Mrs. Fratelli, I was convinced, had sepsis. I walked over to where Dr. Summers sat writing admission orders. Dr. Morgan stood at his side.

Hello, I said. What do you think about Mrs. Fratelli?

Oh, hi, Tony, Morgan replied. Seems this cottage cheese gave her quite a turn. Probably gastroenteritis.

Gastroenteritis, Summers nodded. We weren’t sure whether to cover her with antibiotics.

I tried to keep my voice casual. Did you know she has a fever? Rectal temp’s 101.7. And her urine’s infected. I dipped it myself.

Summers was unmoved. Well, she did eat that spoiled cottage cheese, you know. Been vomiting ever since. It’s gastroenteritis.

My mind flashed back two months. A 60-year-old woman had come into the ER. Her symptoms were vomiting and low blood pressure. When flecks of blood showed up in her vomit, everyone figured her blood pressure was low because of bleeding from a stomach ulcer. A gastroenterologist examined her with a fiber-optic scope and saw only a few lesions in the stomach wall. Her oral temp read 98. No one took a rectal temp for six hours, but when they did, it was 104. She was vomiting up blood because a bladder infection had spread to her bloodstream, triggering sepsis. Vomiting in that weakened state had produced lesions in the stomach wall. Everyone had been fooled.

I came on duty after she’d already gone into cardiac arrest several times. We resuscitated her again and again, to no avail. Her husband, his face frozen with grief, kept asking me, How could this happen? She was fine yesterday. We went for a long walk. How could this happen?

Two days later her blood cultures grew E. coli, the bacterium that causes most bladder infections. The delay in starting antibiotics had squandered her only chance of survival.

Gastroenteritis, Summers said again, as if repetition would mollify me. What else could it be?

Look, I’ve seen this before, I said, trying to keep my voice even and authoritative. She’s vomiting because she’s septic, and she’s septic from her bladder infection. She needs amp and gent, now. Right away.

When used in combination, the antibiotics ampicillin and gentamicin kill the bacteria that are the likely cause of urinary infections. I was ready to order them myself. Private patient or no private patient, this was still my ER.

We argued back and forth for a while, with both Morgan and Summers gently trying to suggest I was crying wolf. True, the robust woman sitting up in 6A didn’t look ready to succumb to a catastrophic illness.
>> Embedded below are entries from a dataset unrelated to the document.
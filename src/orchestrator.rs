//! Per-frame pipeline: throttle, extract, build, serialize, send.
//!
//! The orchestrator owns the topic list, the throttler, the velocity
//! state and the broker client, and runs the whole pipeline synchronously
//! inside `process_frame`. A rejected frame has zero side effects; an
//! accepted frame refreshes every enabled stream and publishes them in
//! declared order (depth, confidence, color, camera_info, pose, odometry).

use crate::client::{BridgeClient, ClientEvent};
use crate::config::AppConfig;
use crate::error::Result;
use crate::extract::{
    downsample_color, downsample_depth, extract_confidence, extract_raw_depth, scaled_calibration,
    strip_alpha, ImageSample,
};
use crate::frame::Frame;
use crate::payload::{
    CameraInfoPayload, ImagePayload, OdometryPayload, Payload, StreamKind, Topic,
    TransformStampedPayload,
};
use crate::throttle::FrameThrottler;
use crate::transform::{angular_velocity, pose_to_target, VelocityState};
use crate::wire::{serialize_advertise, Serializer};
use log::{debug, error, info, warn};

const DEPTH_FRAME_ID: &str = "camera_depth_frame";
const COLOR_FRAME_ID: &str = "camera_color_frame";

/// Owns every per-stream state machine and the broker client.
pub struct Orchestrator {
    client: BridgeClient,
    topics: Vec<Topic>,
    throttler: FrameThrottler,
    velocity: VelocityState,
    angular_rate: [f64; 3],
    depth_scale: f64,
    color_scale: f64,
}

impl Orchestrator {
    /// Build the topic list from configuration, in declared enablement
    /// order. Topic creation order is the transmission order for the
    /// lifetime of the process.
    pub fn new(config: &AppConfig) -> Result<Self> {
        let client = BridgeClient::new(&config.bridge.host, config.bridge.port)?;

        let t = &config.topics;
        let mut topics = Vec::new();
        if t.depth.enabled {
            topics.push(Topic::new(
                &t.depth.name,
                StreamKind::Depth,
                t.depth.format,
                Payload::Image(ImagePayload::new(DEPTH_FRAME_ID, "32FC1")),
            ));
        }
        if t.confidence.enabled {
            topics.push(Topic::new(
                &t.confidence.name,
                StreamKind::Confidence,
                t.confidence.format,
                Payload::Image(ImagePayload::new(DEPTH_FRAME_ID, "8UC1")),
            ));
        }
        if t.color.enabled {
            topics.push(Topic::new(
                &t.color.name,
                StreamKind::Color,
                t.color.format,
                Payload::Image(ImagePayload::new(COLOR_FRAME_ID, "rgb8")),
            ));
        }
        if t.camera_info.enabled {
            topics.push(Topic::new(
                &t.camera_info.name,
                StreamKind::CameraInfo,
                t.camera_info.format,
                Payload::CameraInfo(CameraInfoPayload::new(DEPTH_FRAME_ID)),
            ));
        }
        if t.pose.enabled {
            topics.push(Topic::new(
                &t.pose.name,
                StreamKind::Pose,
                t.pose.format,
                Payload::TransformStamped(TransformStampedPayload::new()),
            ));
        }
        if t.odometry.enabled {
            topics.push(Topic::new(
                &t.odometry.name,
                StreamKind::Odometry,
                t.odometry.format,
                Payload::Odometry(OdometryPayload::new()),
            ));
        }
        info!("Orchestrator configured with {} topics", topics.len());

        Ok(Self {
            client,
            topics,
            throttler: FrameThrottler::new(config.publish.target_fps()),
            velocity: VelocityState::new(),
            angular_rate: [0.0; 3],
            depth_scale: config.publish.depth_scale,
            color_scale: config.publish.color_scale,
        })
    }

    /// Start connecting to the broker in the background.
    pub fn connect(&self) -> Result<()> {
        self.client.connect()
    }

    pub fn client(&self) -> &BridgeClient {
        &self.client
    }

    pub fn topics(&self) -> &[Topic] {
        &self.topics
    }

    /// Record the latest out-of-band angular-rate sample. Picked up by the
    /// odometry topic on the next accepted frame.
    pub fn update_angular_rate(&mut self, rate: [f64; 3]) {
        self.angular_rate = rate;
    }

    /// Drain connection events; a fresh connection triggers the advertise
    /// handshake for every topic, in declared order, always as JSON.
    ///
    /// Handshake failures are logged and dropped per topic; they never
    /// surface to the frame callback.
    fn pump_events(&self) {
        while let Ok(event) = self.client.events().try_recv() {
            match event {
                ClientEvent::Connected => {
                    info!("Broker connected, advertising {} topics", self.topics.len());
                    for topic in &self.topics {
                        match serialize_advertise(&topic.name, topic.ros_type()) {
                            Ok(bytes) => {
                                if let Err(e) = self.client.send(&bytes) {
                                    error!("Advertise send failed for {}: {}", topic.name, e);
                                }
                            }
                            Err(e) => {
                                error!("Advertise serialization failed for {}: {}", topic.name, e);
                            }
                        }
                    }
                }
                ClientEvent::Disconnected => {
                    warn!("Broker connection lost");
                }
            }
        }
    }

    /// Run one frame through the pipeline.
    pub fn process_frame(&mut self, frame: &Frame) -> Result<()> {
        self.pump_events();

        if !self.throttler.should_publish(frame.timestamp) {
            return Ok(());
        }
        let stamp = self.throttler.stamp(frame.timestamp);

        let wants = |kind: StreamKind| self.topics.iter().any(|t| t.kind == kind);
        let wants_depth = wants(StreamKind::Depth);
        let wants_camera_info = wants(StreamKind::CameraInfo);
        let wants_odometry = wants(StreamKind::Odometry);

        let depth_sample = if wants_depth {
            if self.depth_scale >= 1.0 {
                extract_raw_depth(&frame.depth, frame.depth_width, frame.depth_height)
            } else {
                downsample_depth(
                    &frame.depth,
                    frame.depth_width,
                    frame.depth_height,
                    self.depth_scale,
                )
            }
        } else {
            ImageSample::empty()
        };

        // Calibration is paired with the depth topic: same output
        // dimensions, intrinsics scaled by the same factor as the depth
        // image.
        let calibration = if wants_camera_info {
            let (out_w, out_h) = if wants_depth && !depth_sample.is_empty() {
                (depth_sample.width, depth_sample.height)
            } else {
                depth_output_dims(frame.depth_width, frame.depth_height, self.depth_scale)
            };
            let scale = if self.depth_scale >= 1.0 {
                1.0
            } else {
                self.depth_scale
            };
            Some(scaled_calibration(&frame.intrinsics, out_w, out_h, scale))
        } else {
            None
        };

        let target = pose_to_target(&frame.camera_pose);
        let twist = if wants_odometry {
            let linear = self
                .velocity
                .linear_velocity(frame.camera_pose.translation(), frame.timestamp);
            Some((linear, angular_velocity(self.angular_rate)))
        } else {
            None
        };

        for topic in &mut self.topics {
            match (&topic.kind, &mut topic.payload) {
                (StreamKind::Depth, Payload::Image(p)) => p.update(depth_sample.clone()),
                (StreamKind::Confidence, Payload::Image(p)) => {
                    p.update(extract_confidence(frame.confidence.as_ref()));
                }
                (StreamKind::Color, Payload::Image(p)) => {
                    let sample = if self.color_scale >= 1.0 {
                        strip_alpha(
                            &frame.color,
                            frame.color_width,
                            frame.color_height,
                            frame.color_format,
                        )
                    } else {
                        downsample_color(
                            &frame.color,
                            frame.color_width,
                            frame.color_height,
                            frame.color_format,
                            self.color_scale,
                        )
                    };
                    p.update(sample);
                }
                (StreamKind::CameraInfo, Payload::CameraInfo(p)) => {
                    if let Some(cal) = calibration.clone() {
                        p.update(cal);
                    }
                }
                (StreamKind::Pose, Payload::TransformStamped(p)) => p.update(target),
                (StreamKind::Odometry, Payload::Odometry(p)) => {
                    p.update_pose(target);
                    if let Some((linear, angular)) = twist {
                        p.update_twist(linear, angular);
                    }
                }
                (kind, _) => debug!("Topic kind {:?} has mismatched payload, skipping", kind),
            }
        }

        for topic in &self.topics {
            let Some(body) = topic.payload.build(stamp) else {
                continue;
            };
            match Serializer::new(topic.format).serialize_publish(&topic.name, topic.ros_type(), &body)
            {
                Ok(bytes) => self.client.send(&bytes)?,
                Err(e) => {
                    // Drop this topic for the tick; the stream refreshes on
                    // the next accepted frame
                    error!("Serialization failed for {}: {}", topic.name, e);
                }
            }
        }

        Ok(())
    }
}

fn depth_output_dims(width: usize, height: usize, scale: f64) -> (usize, usize) {
    if scale >= 1.0 {
        (width, height)
    } else {
        ((width as f64 * scale) as usize, (height as f64 * scale) as usize)
    }
}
But I remembered that other woman going into repeated cardiac arrest. And I remembered her shattered husband. Finally, more to get me off their backs than because they were convinced, they gave in.

I headed down the hallway to Mrs. Fratelli’s room, where I found Barb already at her bedside.

Amp one gram and gent 120 milligrams stat, I told her.

Boy, one little rectal temp and you start calling in the heavy artillery, she tut-tutted.

I took up my position at Mrs. Fratelli’s railing. We think we know what’s causing the trouble, I began. If we’re right, you might even be able to get rid of that basin soon.

My patient stared into her lap. And just in time, too. You know, I just realized it doesn’t go with my robe.

Two days later I met Morgan outside Mrs. Fratelli’s room.

How’s she doing? I asked.

Fine.

Seen the lab results?

Not yet. Anything growing in the blood cultures?

I’d just been to the lab. E. coli, I answered. It was clear now that Mrs. Fratelli was suffering from more than a case of food poisoning from bad cottage cheese.

Morgan’s face brightened like a naturalist’s before a rare and brilliantly colored butterfly.

No! Good for you! He smiled sheepishly, patted me on the back, and added jokingly, You know, I just knew we should have taken a culture of that cottage cheese.